Format | File extension | Vector or raster? | Open format? |
---|---|---|---|
Shapefile | |||
GeoJSON | |||
KML | |||
Autocad DXF | |||
Geopackage | |||
FlatGeobuf | |||
GPX | |||
Geodatabase | |||
GeoTIFF | |||
ASCII Grid |
- Copy
fundstellen_bern.csv
to your project and add it to your map. - Export
fundstellen_bern.csv
to each of the formats below, copying the exported file to your project:- ESRI shapefile
- GeoPackage
- Comma Seperated Value (CSV)
- Q: What are the advantages and disadvantages of each of these formats?

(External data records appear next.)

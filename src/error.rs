use std::fmt;
use std::io;

use crate::location::Location;

#[derive(Debug, Clone, Copy, PartialEq, Eq, Hash)]
pub enum FileErrorKind {
    NotFound,
    Exists,
    IsDirectory,
    NotDirectory,
    NotEmpty,
    NotSupported,
    NotMounted,
    PermissionDenied,
    InvalidArg,
    Cancelled,
    HostNotFound,
    TimedOut,
    NoSpace,
    Failed,
    Other,
}

#[derive(Debug)]
pub struct FileError {
    kind: FileErrorKind,
    message: String,
    source: Option<Box<dyn std::error::Error + Send + Sync>>,
}

impl FileError {
    pub fn new(kind: FileErrorKind, message: impl Into<String>) -> Self {
        Self {
            kind,
            message: message.into(),
            source: None,
        }
    }

    pub fn with_source(
        kind: FileErrorKind,
        message: impl Into<String>,
        source: Box<dyn std::error::Error + Send + Sync>,
    ) -> Self {
        Self {
            kind,
            message: message.into(),
            source: Some(source),
        }
    }

    pub fn cancelled() -> Self {
        Self::new(FileErrorKind::Cancelled, "Operation was cancelled")
    }

    pub fn kind(&self) -> FileErrorKind {
        self.kind
    }

    pub fn message(&self) -> &str {
        &self.message
    }

    pub fn is_cancelled(&self) -> bool {
        self.kind == FileErrorKind::Cancelled
    }

    /// Copy of kind and message without the boxed source.
    pub fn shallow_clone(&self) -> Self {
        Self::new(self.kind, self.message.clone())
    }
}

impl fmt::Display for FileError {
    fn fmt(&self, f: &mut fmt::Formatter<'_>) -> fmt::Result {
        write!(f, "{:?}: {}", self.kind, self.message)
    }
}

impl std::error::Error for FileError {
    fn source(&self) -> Option<&(dyn std::error::Error + 'static)> {
        self.source.as_deref().map(|e| e as &dyn std::error::Error)
    }
}

impl From<io::Error> for FileError {
    fn from(err: io::Error) -> Self {
        let kind = match err.raw_os_error() {
            Some(libc::ENOTDIR) => FileErrorKind::NotDirectory,
            Some(libc::EISDIR) => FileErrorKind::IsDirectory,
            Some(libc::ENOTEMPTY) => FileErrorKind::NotEmpty,
            Some(libc::ENOSPC) => FileErrorKind::NoSpace,
            Some(libc::EXDEV) => FileErrorKind::NotSupported,
            Some(libc::EHOSTUNREACH) => FileErrorKind::HostNotFound,
            _ => match err.kind() {
                io::ErrorKind::NotFound => FileErrorKind::NotFound,
                io::ErrorKind::PermissionDenied => FileErrorKind::PermissionDenied,
                io::ErrorKind::AlreadyExists => FileErrorKind::Exists,
                io::ErrorKind::InvalidInput => FileErrorKind::InvalidArg,
                io::ErrorKind::TimedOut => FileErrorKind::TimedOut,
                io::ErrorKind::Unsupported => FileErrorKind::NotSupported,
                _ => FileErrorKind::Failed,
            },
        };

        Self::with_source(kind, err.to_string(), Box::new(err))
    }
}

impl From<notify::Error> for FileError {
    fn from(err: notify::Error) -> Self {
        Self::with_source(FileErrorKind::Failed, err.to_string(), Box::new(err))
    }
}

impl From<zbus::Error> for FileError {
    fn from(err: zbus::Error) -> Self {
        Self::with_source(FileErrorKind::Failed, err.to_string(), Box::new(err))
    }
}

pub type FileResult<T> = Result<T, FileError>;

/// User-facing text for a location that could not be displayed.
#[derive(Debug, Clone, PartialEq, Eq)]
pub struct LoadErrorMessage {
    pub primary: String,
    pub detail: String,
}

/// Picks the message shown when `location` cannot be opened.
///
/// Returns `None` for cancellation, which is never reported.
pub fn describe_load_error(error: &FileError, location: &Location) -> Option<LoadErrorMessage> {
    let mut primary = "Oops! Something went wrong.".to_string();
    let detail = match error.kind() {
        FileErrorKind::Cancelled => return None,
        FileErrorKind::NotFound => {
            primary = "Unable to find the requested file. Please check the spelling and try again."
                .to_string();
            None
        }
        FileErrorKind::NotSupported => Some(match location.scheme() {
            "" => "Unable to handle this kind of location.".to_string(),
            scheme => format!("\u{201c}{}\u{201d} locations are not supported.", scheme),
        }),
        FileErrorKind::NotMounted => Some("Unable to access the requested location.".to_string()),
        FileErrorKind::PermissionDenied => {
            Some("Don't have permission to access the requested location.".to_string())
        }
        FileErrorKind::HostNotFound => Some(
            "Unable to find the requested location. Please check the spelling or the network settings."
                .to_string(),
        ),
        _ => None,
    };

    Some(LoadErrorMessage {
        primary,
        detail: detail.unwrap_or_else(|| format!("Unhandled error message: {}", error.message())),
    })
}

#[cfg(test)]
mod tests {
    use super::*;

    #[test]
    fn io_errors_map_to_kinds() {
        let err: FileError = io::Error::from(io::ErrorKind::NotFound).into();
        assert_eq!(err.kind(), FileErrorKind::NotFound);

        let err: FileError = io::Error::from_raw_os_error(libc::ENOTEMPTY).into();
        assert_eq!(err.kind(), FileErrorKind::NotEmpty);

        let err: FileError = io::Error::from_raw_os_error(libc::EACCES).into();
        assert_eq!(err.kind(), FileErrorKind::PermissionDenied);
    }

    #[test]
    fn load_error_messages_by_kind() {
        let location = Location::parse("sftp://host/dir").expect("valid uri");

        let msg = describe_load_error(
            &FileError::new(FileErrorKind::NotSupported, "nope"),
            &location,
        )
        .expect("message");
        assert_eq!(msg.detail, "\u{201c}sftp\u{201d} locations are not supported.");

        let msg = describe_load_error(
            &FileError::new(FileErrorKind::PermissionDenied, "denied"),
            &location,
        )
        .expect("message");
        assert_eq!(msg.detail, "Don't have permission to access the requested location.");

        let msg = describe_load_error(&FileError::new(FileErrorKind::Exists, "boom"), &location)
            .expect("message");
        assert_eq!(msg.detail, "Unhandled error message: boom");

        assert!(describe_load_error(&FileError::cancelled(), &location).is_none());
    }
}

Database-based geospatial formats
When geospatial data gets more complex, it is common to incorporate them within a relational database system (RDMS). Some of the file-based formats above (e.g. GeoPackage, Geodatabase) are in fact databases saved as a file (or files). Most general-purpose database software (e.g. MySQL/MariaDB, PostgreSQL, SQLite) also have extensions for representing geospatial data – usually in the form of a special “geometry” column. The latter can be used to connect to data sources in a remote location. Otherwise, they work much like any other format.
Attribute data
Apart from the geospatial data needed to put points (or lines, or polygons) on a map, geospatial formats usually come with “attributes”; that is, a table of data associated with the geometries. This is what we have been using for data-dependent symbologies, for example. QGIS has many features for selecting, filtering and manipulating these attributes.
- Copy
c14_dates.csv
to your project. - Convert it to a suitable geospatial format, add this to your map, and remove the CSV.
- View the attribute table of the layer.
- Q: What data types are used in this attribute table?
- Using select features by value, export dates from the ‘radon’ and ‘radonb’ databases as a new layer and add it to your project.
- Using the filter tool, filter this layer to only show dates which fit the following conditions:
- Have an error (
std
) of less than 50 - Are from samples of charcoal, “collagen, bone” or “plant remains”
- Are from the Bronze Age
- Q: How many dates fit all these criteria?
- Have an error (
- Edit the attribute table to correct the lab codes from ‘Rome-’. They should be ‘R-’.
- Using the field calculator, update the ‘site_type’ field to use uppercase letters.
- Using the field calculator, create a new column with the difference between the uncalibrated and calibrated ages.
Remember to include your finished file structure from the first part of this practical in your portfolio.